*What to produce*:
Could you please find each line in the records that contains the word "student" and copy it?
--------------------
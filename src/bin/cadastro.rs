//! Cadastro Binary
//!
//! Starts the interactive student roster on stdin/stdout.

use cadastro::{Config, Console, Menu};
use clap::Parser;
use tracing_subscriber::{fmt, EnvFilter};

/// Cadastro de Alunos
///
/// Takes no options: the roster always lives in `alunos_cadastrados.csv`
/// in the working directory.
#[derive(Parser, Debug)]
#[command(name = "cadastro")]
#[command(about = "Interactive student roster persisted to a CSV file")]
#[command(version)]
struct Args {}

fn main() {
    // Logs go to stderr so they never mix with the menu
    let filter = EnvFilter::try_from_default_env().unwrap_or_else(|_| EnvFilter::new("warn"));

    fmt()
        .with_env_filter(filter)
        .with_target(true)
        .with_writer(std::io::stderr)
        .init();

    let _args = Args::parse();

    let config = Config::default();

    tracing::debug!("Cadastro v{}", cadastro::VERSION);
    tracing::debug!("Data file: {}", config.data_file.display());

    let mut menu = match Menu::open(&config, Console::stdio()) {
        Ok(menu) => menu,
        Err(e) => {
            tracing::error!("Failed to load {}: {}", config.data_file.display(), e);
            eprintln!("[ERRO FATAL] {}", e);
            std::process::exit(1);
        }
    };

    if let Err(e) = menu.run() {
        tracing::error!("Session aborted: {}", e);
        eprintln!("[ERRO FATAL] {}", e);
        std::process::exit(1);
    }
}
--------------------
*Response to this exercise*:
//! Starts the interactive student roster on stdin/stdout.
#[command(about = "Interactive student roster persisted to a CSV file")]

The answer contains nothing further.